Single point problem, Redis reboot problem, etc.

Higher, the company has projects to use

given to db (to be taken out each time a multiple use is generated)

Single point problem, concurrent quantity problem

Low concurrency, small amount of data can be used

Uuid

Take up the storage space is larger, not sortable, can not show the trend of growth

Higher

Twitter snowflake

There may be duplication problems after XX years, you need to configure production parameters

High, distributed no single point of failure problem, time is incremental. Recommended

Method based on DB step size

Not all databases are supported

Low

My choice is snowflake.

Implementation Details

Because of the sub-Library, queries and additions require a primary key with the allocation policy.

Add process


Query logic



Our performance problems can be solved by the sub tables, but there are a number of other problems: I've summed up the pit after the sub-table

1. After the separation can only be directly in the slicing key query, in order to avoid sweeping all fragmentation, if the non-piecewise key query, in the OLTP environment to go search engine. Database and search engine synchronization data by Binlog 2. According to different dimensions, such as buyer dimension and seller dimension check order. In addition to taking a search engine, you can also write an order data in a different system. 3.ID has to pass the ID generator. 4. There are hot data issues, such as a super buyer, bought a lot of goods, but there are not hot buyers, no orders. The solution is two, the hot data is taken out and put to separate system. or block pieces of data, such as 10 kinds of goods to calculate a block, but the details of this method I forget, just heard people share. 5. Cross-Library transaction issues, NPC generally not, compensation is a method, TCC is a method, TCC variants, such as Saga, such as XTs, trying to deliver is a method 6. Data expansion problem, you can see Ali's foolish. I personally think it is more reliable to stop the maintenance at night. 7. Paging pits, the early stage can be used middleware limit, the medium-term to go search engines, late OLAP 8. Availability issues, dependent on database high-availability scenarios. It is said that the sharding algorithm will cause some partitioning errors caused by network jitter 9. Configuration Center problem. Try to use the configuration center, do not use zookeeper 10. Non-agent mode, that is, JDBC routing mode each client will open pool to DB, the database may die on the database connection, one way is Custom Mysql, set high and low water level, Queues database connections that exceed database processing capabilities. The second approach is to do MySQL proxy over the JDBC routing mode

I pulled out my current project a simple model to put out: the source I will put on git above

Https://github.com/bingzhilanmo-bowen/spring-multi-datasource


                                                                    &NB Sp                                   &NB Sp                                   &NB Sp                                   &NB Sp         If you have any questions you can contact me:

                                                                    &NB Sp                                   &NB Sp                                   &NB Sp                                   &NB Sp          mail:bingzhilanmo@gmail.com

Welcome to join the Java Advanced Group: 329019348


Contact Us

The content source of this page is from Internet, which doesn't represent Alibaba Cloud's opinion; products and services mentioned on that page don't have any relationship with Alibaba Cloud. If the content of the page makes you feel confusing, please write us an email, we will handle the problem within 5 days after receiving your email.

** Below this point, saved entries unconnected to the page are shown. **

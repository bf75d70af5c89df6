//! Acme Credential Server - Main entry point.
//!
//! Runs the expiry sweeper daemon against PostgreSQL.

use std::sync::Arc;

use sea_orm::Database;
use sea_orm_migration::MigratorTrait;
use tracing::{error, info, warn, Level};
use tracing_subscriber::FmtSubscriber;

use acme_creds_lib::clock::SystemClock;
use acme_creds_lib::config::Config;
use acme_creds_lib::migration::Migrator;
use acme_creds_lib::notify::LogNotifier;
use acme_creds_lib::services::{start_sweeper_task, LifecycleManager, SweeperConfig};
use acme_creds_lib::store::postgres::PgStore;

#[tokio::main]
async fn main() -> std::io::Result<()> {
    // Load environment variables from .env file
    dotenvy::dotenv().ok();

    // Initialize logging
    let subscriber = FmtSubscriber::builder()
        .with_max_level(Level::INFO)
        .with_env_filter(tracing_subscriber::EnvFilter::from_default_env())
        .finish();
    tracing::subscriber::set_global_default(subscriber).expect("Failed to set tracing subscriber");

    // Load configuration
    let config = match Config::from_env() {
        Ok(cfg) => cfg,
        Err(e) => {
            error!("Failed to load configuration: {}", e);
            error!("");
            error!("Please check your environment variables:");
            error!("  - RUST_ENV must be set to 'development' or 'production'");
            error!("  - In production, DATABASE_URL must be set");
            error!("  - In production, values must not match development defaults");
            std::process::exit(1);
        }
    };

    info!("========================================");
    info!("  Acme Credential Server");
    info!("  Environment: {}", config.environment);
    info!("========================================");

    if config.is_development() {
        warn!("Running in DEVELOPMENT mode - do not use in production!");
        info!("Using development default for DATABASE_URL");
    }

    // Connect to PostgreSQL
    let db = Database::connect(&config.database_url)
        .await
        .expect("Failed to connect to database");
    info!("Database connection established");

    // Run migrations
    Migrator::up(&db, None)
        .await
        .expect("Failed to run migrations");
    info!("Database migrations complete");

    // Wire up the lifecycle manager
    let store = Arc::new(PgStore::new(db));
    let manager = LifecycleManager::new(store, Arc::new(SystemClock), Arc::new(LogNotifier));

    // Start the expiry sweeper
    let sweeper_config = SweeperConfig {
        interval_secs: config.sweep_interval_secs,
    };
    start_sweeper_task(manager, sweeper_config);
    info!(
        "Expiry sweeper started (interval: {} seconds)",
        config.sweep_interval_secs
    );

    // Run until interrupted
    tokio::signal::ctrl_c().await?;
    info!("Shutting down");

    Ok(())
}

If you find any instances of plagiarism from the community, please send an email to: info-contact@alibabacloud.com and provide relevant evidence. A staff member will contact you within 5 working days.

A Free Trial That Lets You Build Big!

Start building with 50+ products and up to 12 months usage for Elastic Compute Service

  • Sales Support

    1 on 1 presale consultation

  • After-Sales Support

    24/7 Technical Support 6 Free Tickets per Quarter Faster Response

  • Alibaba Cloud offers highly flexible support services tailored to meet your exact needs.